But then at the same time, you’ve got Tamaki at the end of that episode doing the exact opposite of that episode’s lesson for Renge, so I’m like, “Okay, so when is he going to change that so I can have my ‘ship, but be happy about it?”
AMELIA: That’s not a requirement.
ISAAC: I want to have my cake and eat it too, is what I’m saying. The show, so far, is stopping me from doing that.
AMELIA: We’ve not talked about how it handles romance and ‘shipping, which, for a show about a host club, we probably should have discussed that.
There was this moment at the end of episode six where… What is it Haruhi says? It’s like, “So, is this the same as…” Shiro’s deeply in love with this girl who’s also ten, and he’s—what is it? They’ve given him this advice about having a wholehearted love, and Haruhi kind of says to Tamaki, “Oh, is he like you in this way, too? Do you feel a wholehearted love?” Is that right?
And Tamaki’s like, “Yes, absolutely. That’s exactly what I’m like.” And he says it completely sincerely. And Haruhi looks at him for a moment, and it felt like if we were gonna get a two-way ‘ship, that was the moment for it.
When Haruhi looks at him, and she doesn’t blush. She doesn’t look thoughtful or anything. She just smiles and says, “Oh, really?” Or something like that, and it’s just a really casual response that read, to me, as if she’s thinking, “Oh, that’s actually really nice.” But not in terms of “This is somebody who’s attractive to me.”
ISAAC: Well, and she has a number of moments like that throughout these first six episodes. Whichever episode had the kite that was flying up and down through the episode as a barometer of her feelings. I can’t remember which. I think it’s episode three.
AMELIA: [crosstalk] Three?
DEE: [crosstalk] It’s the third one. It’s the medical exam one.

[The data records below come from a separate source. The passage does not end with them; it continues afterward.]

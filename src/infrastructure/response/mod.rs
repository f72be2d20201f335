use once_cell::sync::Lazy;
use regex::Regex;
use serde_json::Value;

static WHITESPACE_PATTERN: Lazy<Regex> = Lazy::new(|| Regex::new(r"\s+").unwrap());

/// Keys the API uses for a top-level error message, in order of preference
const MESSAGE_KEYS: [&str; 3] = ["error", "message", "detail"];

/// Pull a user-facing message out of an API error body.
///
/// Understands `{"error": ..}`, `{"message": ..}`, `{"detail": ..}`, field
/// errors like `{"list_id": ["This field is required."]}`, and bare JSON
/// strings. Returns `None` when the body carries nothing usable, so the
/// caller can fall back to its own generic message.
pub fn extract_api_error(body: &str) -> Option<String> {
    let value: Value = serde_json::from_str(body.trim()).ok()?;

    let message = match &value {
        Value::String(s) => Some(s.clone()),
        Value::Object(map) => MESSAGE_KEYS
            .iter()
            .filter_map(|key| map.get(*key))
            .find_map(first_text)
            .or_else(|| {
                map.iter()
                    .find_map(|(field, v)| first_text(v).map(|text| format!("{}: {}", field, text)))
            }),
        Value::Array(items) => items.iter().find_map(first_text),
        _ => None,
    }?;

    let cleaned = clean_api_message(&message);
    if cleaned.is_empty() {
        None
    } else {
        Some(cleaned)
    }
}

/// Collapse whitespace runs so multi-line server messages fit on one line
pub fn clean_api_message(message: &str) -> String {
    WHITESPACE_PATTERN
        .replace_all(message.trim(), " ")
        .to_string()
}

fn first_text(value: &Value) -> Option<String> {
    match value {
        Value::String(s) if !s.trim().is_empty() => Some(s.clone()),
        Value::Array(items) => items.iter().find_map(first_text),
        _ => None,
    }
}
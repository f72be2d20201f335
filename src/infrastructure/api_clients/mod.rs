pub mod rest;

use crate::domain::bulk_import::BulkImportReceipt;
use crate::domain::contact_list::{ContactList, ListId};
use crate::domain::csv::ParsedContact;
use crate::domain::error::Result;
use async_trait::async_trait;

pub use rest::RestApiClient;

/// Enumerates the lists a contact file can be imported into
#[async_trait]
pub trait ContactListDirectory: Send + Sync {
    async fn list_all(&self) -> Result<Vec<ContactList>>;
}

/// The backend bulk-import endpoint.
///
/// All-or-nothing from the caller's side: either a receipt or one error.
/// A server-reported message comes back as `AppError::ApiError`.
#[async_trait]
pub trait ContactImporter: Send + Sync {
    async fn bulk_upload(
        &self,
        list_id: ListId,
        contacts: &[ParsedContact],
    ) -> Result<BulkImportReceipt>;
}
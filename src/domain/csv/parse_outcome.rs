// ============================================================
// PARSE OUTCOME
// ============================================================
// Frozen snapshot handed from the parser to preview and submission

use serde::{Deserialize, Serialize};

use super::{ParsedContact, ValidationIssue};

#[derive(Debug, Clone, Default, PartialEq, Eq, Serialize, Deserialize)]
pub struct ParseOutcome {
    /// Accepted contacts, in file line order
    pub contacts: Vec<ParsedContact>,

    /// Rejected rows, in file line order
    pub issues: Vec<ValidationIssue>,
}

impl ParseOutcome {
    /// Number of data rows seen, accepted or not
    pub fn row_count(&self) -> usize {
        self.contacts.len() + self.issues.len()
    }
}
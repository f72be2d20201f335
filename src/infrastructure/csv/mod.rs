// ============================================================
// CSV INFRASTRUCTURE LAYER
// ============================================================
// Line segmentation and row validation for contact files

mod csv_parser;
mod row_validator;

pub use csv_parser::CsvParser;
pub use row_validator::ContactRowValidator;
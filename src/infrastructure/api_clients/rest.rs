use super::{ContactImporter, ContactListDirectory};
use crate::domain::api_config::ApiConfig;
use crate::domain::bulk_import::{BulkImportReceipt, BulkImportRequest};
use crate::domain::contact_list::{ContactList, ListId, Paginated};
use crate::domain::csv::ParsedContact;
use crate::domain::error::{AppError, Result};
use crate::infrastructure::response::extract_api_error;
use async_trait::async_trait;
use std::time::Duration;

const CONTACT_LISTS_PATH: &str = "contact-lists/";
const BULK_UPLOAD_PATH: &str = "contacts/bulk_upload/";

/// Upper bound on followed `next` links, in case the API loops
const MAX_LIST_PAGES: usize = 50;

pub struct RestApiClient {
    client: reqwest::Client,
    config: ApiConfig,
}

impl RestApiClient {
    pub fn new(config: ApiConfig) -> Result<Self> {
        let mut builder = reqwest::Client::builder();
        if let Some(secs) = config.timeout_secs {
            builder = builder.timeout(Duration::from_secs(secs));
        }

        let client = builder
            .build()
            .map_err(|e| AppError::Internal(format!("Failed to build HTTP client: {}", e)))?;

        Ok(Self { client, config })
    }

    fn authorize(&self, request: reqwest::RequestBuilder) -> reqwest::RequestBuilder {
        match &self.config.access_token {
            Some(token) => request.bearer_auth(token),
            None => request,
        }
    }

    /// Map a non-success response to an error, keeping the server's message
    async fn failure(response: reqwest::Response) -> AppError {
        let status = response.status();
        let text = response.text().await.unwrap_or_default();

        match extract_api_error(&text) {
            Some(message) => AppError::ApiError(message),
            None => AppError::Transport(format!("API responded with {}", status)),
        }
    }

    async fn fetch_list_page(&self, url: &str, first: bool) -> Result<Paginated<ContactList>> {
        let mut request = self.client.get(url);
        if first {
            request = request.query(&[("page", 1u32), ("page_size", self.config.list_page_size)]);
        }

        let response = self
            .authorize(request)
            .send()
            .await
            .map_err(|e| AppError::Transport(format!("Request failed: {}", e)))?;

        if !response.status().is_success() {
            return Err(Self::failure(response).await);
        }

        response
            .json()
            .await
            .map_err(|e| AppError::ParseError(format!("Failed to parse contact lists: {}", e)))
    }
}

#[async_trait]
impl ContactListDirectory for RestApiClient {
    async fn list_all(&self) -> Result<Vec<ContactList>> {
        let mut url = self.config.endpoint(CONTACT_LISTS_PATH);
        let mut lists = Vec::new();

        for page_index in 0..MAX_LIST_PAGES {
            let page = self.fetch_list_page(&url, page_index == 0).await?;
            lists.extend(page.results);

            match page.next {
                Some(next) if (lists.len() as u64) < page.count => url = next,
                _ => break,
            }
        }

        tracing::debug!("Fetched {} contact lists", lists.len());
        Ok(lists)
    }
}

#[async_trait]
impl ContactImporter for RestApiClient {
    async fn bulk_upload(
        &self,
        list_id: ListId,
        contacts: &[ParsedContact],
    ) -> Result<BulkImportReceipt> {
        let url = self.config.endpoint(BULK_UPLOAD_PATH);
        let body = BulkImportRequest { list_id, contacts };

        let response = self
            .authorize(self.client.post(&url))
            .json(&body)
            .send()
            .await
            .map_err(|e| AppError::Transport(format!("Request failed: {}", e)))?;

        if !response.status().is_success() {
            return Err(Self::failure(response).await);
        }

        response
            .json()
            .await
            .map_err(|e| AppError::ParseError(format!("Failed to parse import receipt: {}", e)))
    }
}
use chrono::{DateTime, Utc};
use serde::{Deserialize, Serialize};

/// Backend identifier of a contact list. Opaque to the pipeline.
#[derive(Debug, Clone, Copy, PartialEq, Eq, Hash, Serialize, Deserialize)]
#[serde(transparent)]
pub struct ListId(pub u64);

impl std::fmt::Display for ListId {
    fn fmt(&self, f: &mut std::fmt::Formatter<'_>) -> std::fmt::Result {
        write!(f, "{}", self.0)
    }
}

impl std::str::FromStr for ListId {
    type Err = std::num::ParseIntError;

    fn from_str(s: &str) -> std::result::Result<Self, Self::Err> {
        s.trim().parse::<u64>().map(ListId)
    }
}

#[derive(Debug, Serialize, Deserialize, Clone, PartialEq)]
pub struct ContactList {
    pub id: ListId,
    pub name: String,
    #[serde(default)]
    pub description: String,
    #[serde(default)]
    pub total_contacts: u64,
    pub created_at: Option<DateTime<Utc>>,
    pub updated_at: Option<DateTime<Utc>>,
}

impl ContactList {
    /// Label used by selection controls, e.g. `Newsletter (120 contacts)`
    pub fn display_label(&self) -> String {
        format!("{} ({} contacts)", self.name, self.total_contacts)
    }
}

/// Page envelope used by every list endpoint of the API
#[derive(Debug, Serialize, Deserialize, Clone)]
pub struct Paginated<T> {
    pub count: u64,
    pub next: Option<String>,
    pub previous: Option<String>,
    pub results: Vec<T>,
}

#[cfg(test)]
mod tests {
    use super::*;

    #[test]
    fn test_deserializes_paginated_lists() {
        let body = r#"{
            "count": 1,
            "next": null,
            "previous": null,
            "results": [{
                "id": 7,
                "name": "Newsletter",
                "description": "",
                "total_contacts": 120,
                "created_at": "2024-03-01T10:00:00.000000-03:00",
                "updated_at": "2024-03-02T10:00:00Z"
            }]
        }"#;

        let page: Paginated<ContactList> = serde_json::from_str(body).unwrap();
        assert_eq!(page.results.len(), 1);
        assert_eq!(page.results[0].id, ListId(7));
        assert_eq!(page.results[0].display_label(), "Newsletter (120 contacts)");
    }

    #[test]
    fn test_list_id_from_str() {
        assert_eq!(" 42 ".parse::<ListId>().unwrap(), ListId(42));
        assert!("abc".parse::<ListId>().is_err());
    }
}
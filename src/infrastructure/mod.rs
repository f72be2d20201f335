pub mod api_clients;
pub mod cache_signal;
pub mod config;
pub mod csv;
pub mod file_source;
pub mod response;
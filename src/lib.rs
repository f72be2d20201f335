pub mod application;
pub mod domain;
pub mod infrastructure;
pub mod interfaces;

mod app;

pub use app::run;
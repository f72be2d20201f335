pub mod contact_ingest;
pub mod preview;
pub mod submission;
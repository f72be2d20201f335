use serde::{Deserialize, Serialize};
use std::fmt;

use super::csv::ValidationIssue;

/// Failures that abort an ingestion attempt as a whole.
///
/// Row-level problems never show up here; they are collected as
/// [`ValidationIssue`]s next to the accepted contacts.
#[derive(Debug, Clone, PartialEq, Eq, Serialize, Deserialize)]
pub enum IngestError {
    /// The selected file does not carry the expected extension.
    UnsupportedFileType { file_name: String },
    /// Fewer than two non-blank lines: nothing besides (maybe) a header.
    EmptyFile,
    /// The header line has no `email` column.
    MissingEmailColumn,
    /// Data rows existed but every one of them was rejected.
    NoValidRows { issues: Vec<ValidationIssue> },
}

impl fmt::Display for IngestError {
    fn fmt(&self, f: &mut fmt::Formatter<'_>) -> fmt::Result {
        match self {
            IngestError::UnsupportedFileType { file_name } => {
                write!(f, "Unsupported file type, please select a CSV file: {}", file_name)
            }
            IngestError::EmptyFile => {
                write!(f, "The CSV file is empty or only contains the header")
            }
            IngestError::MissingEmailColumn => {
                write!(f, "The CSV file must contain an \"email\" column")
            }
            IngestError::NoValidRows { issues } => write!(
                f,
                "No valid contacts found in the file ({} rows rejected)",
                issues.len()
            ),
        }
    }
}

impl std::error::Error for IngestError {}

#[derive(Debug, Serialize, Deserialize)]
pub enum AppError {
    Internal(String),
    NotFound(String),
    ValidationError(String),
    ParseError(String),
    ApiError(String),
    Transport(String),
    ConfigError(String),
    IoError(String),
    Ingest(IngestError),
}

impl fmt::Display for AppError {
    fn fmt(&self, f: &mut fmt::Formatter<'_>) -> fmt::Result {
        match self {
            AppError::Internal(msg) => write!(f, "Internal error: {}", msg),
            AppError::NotFound(msg) => write!(f, "Not found: {}", msg),
            AppError::ValidationError(msg) => write!(f, "Validation error: {}", msg),
            AppError::ParseError(msg) => write!(f, "Parse error: {}", msg),
            AppError::ApiError(msg) => write!(f, "API error: {}", msg),
            AppError::Transport(msg) => write!(f, "Transport error: {}", msg),
            AppError::ConfigError(msg) => write!(f, "Config error: {}", msg),
            AppError::IoError(msg) => write!(f, "IO error: {}", msg),
            AppError::Ingest(err) => write!(f, "{}", err),
        }
    }
}

impl std::error::Error for AppError {}

impl From<std::io::Error> for AppError {
    fn from(err: std::io::Error) -> Self {
        AppError::IoError(err.to_string())
    }
}

impl From<IngestError> for AppError {
    fn from(err: IngestError) -> Self {
        AppError::Ingest(err)
    }
}

pub type Result<T> = std::result::Result<T, AppError>;

#[cfg(test)]
mod tests {
    use super::*;

    #[test]
    fn test_ingest_error_wraps_into_app_error() {
        let err: AppError = IngestError::MissingEmailColumn.into();
        assert!(matches!(err, AppError::Ingest(IngestError::MissingEmailColumn)));
        assert!(err.to_string().contains("\"email\" column"));
    }

    #[test]
    fn test_no_valid_rows_reports_rejected_count() {
        let err = IngestError::NoValidRows {
            issues: vec![ValidationIssue::invalid_email(2, "nope")],
        };
        assert!(err.to_string().contains("1 rows rejected"));
    }
}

ISAAC: It’s going up and down, and it’s down when he comes out dressed up as her with the wig, yeah. But then at the end, he says something really thoughtful about the doctor as they send him off on his way, and the kite loops back up, and you can tell really clearly what Haruhi thinks of Tamaki.
I don’t think at this point there’s any sort of romantic attraction going that way, but there are those moments: when he’s helping her find her wallet in the pond; at the end of episode six where he’s like, “We’ve done a good thing”… I don’t know. When he shows those moments of who he genuinely is… I’m kinda into that, so I mean… I’d understand if Haruhi was like, “Oh, nice boy. Nice boy.”
DEE: Yeah. I think a lot of Ouran is about these people who have taken on these roles, and then Haruhi trying to strip that away and see how much is bullshit and how much is who they actually are. Which, again, I think the progression in Renge’s episode to the twins’ episode does a really good job of showing that central theme and thrust of the series. So, I think what you’re talking about, these moments where Haruhi and Tamaki have these genuine moments with each other, is a part of that for sure.
AMELIA: It’s so good. It’s so beautifully handled. I actually even liked the story of episode two, which we’ve not discussed.
ISAAC: It’s so cute!
AMELIA: [crosstalk] It’s adorable!
AMELIA: And it’s so beautifully handled. And I remembered episode one really clearly, because I’ve seen that a few times. Then I got to episode two and didn’t remember anything. And it was just…
They’ve come back to this theme twice now, the idea that if you are interested in someone specifically, you have to do something specific for them. You can’t just be Generic Attractive Person. You can’t do generic things. You have to really focus on them. And that was—in episode two, that was just handled beautifully, and it was really touching. It was genuinely touching. I wasn’t expecting that.
It was really romantic. It was just… It was so sincere in the midst of all this ridiculous, clownish bored rich kid episode. It was… I was honestly taken aback by it. It fits in with what we said earlier about how it covers—it manages to balance so many different things well, like comedy, and also sincerity, and also its aesthetic and also comic timing and so on. It does everything to a high standard.
DEE: Yeah, and I think what you’re talking about is what I sort of touched on in the beginning and said I wanted to come back to it at some point, is the idea that the host club is this fantasy, non-reality that people are indulging in, but that the series is attempting to establish a boundary between “Okay, this is a fantasy thing, and this is an actual, real-world thing.”
And so, you know, everything with Renge where she’s actually starting to mess with actual people is perceived as being wrong ’cause it’s like, “No, now you’re putting these fantastical fictional tropes that are just supposed to be this goofy fantasy that you can escape to onto actual people, and that’s where the problems happen.”
But then, I think, with both Kanako in episode two, and then Shiro with the piano in episode six, the host club recognizes, “Oh, these feelings are genuine. This isn’t just us playing around in this escapist realm.” And they recognize there being a difference there, and they treat those situations differently. I think that’s what you noted there and why that moment is so genuinely sweet.
ISAAC: They say that the mission of the host club is to bring happiness to the girls, specifically, but in those episodes, the sense I get is, that’s what they say, but a lot of the times, it’s like they’re bringing happiness to everyone, not just to girls. When they do these really genuine, generous things, which is something I really like.
AMELIA: Mm-hm. And an obvious point of comparison for Ouran is actually Hana Yori Dango—Boys Over Flowers—because you’ve got this girl who’s this fish-out-of-water surrounded by very elite rich, silly boys. And it’s not handled in the same way at all. [Ouran is] so much… It is so much warmer, I think.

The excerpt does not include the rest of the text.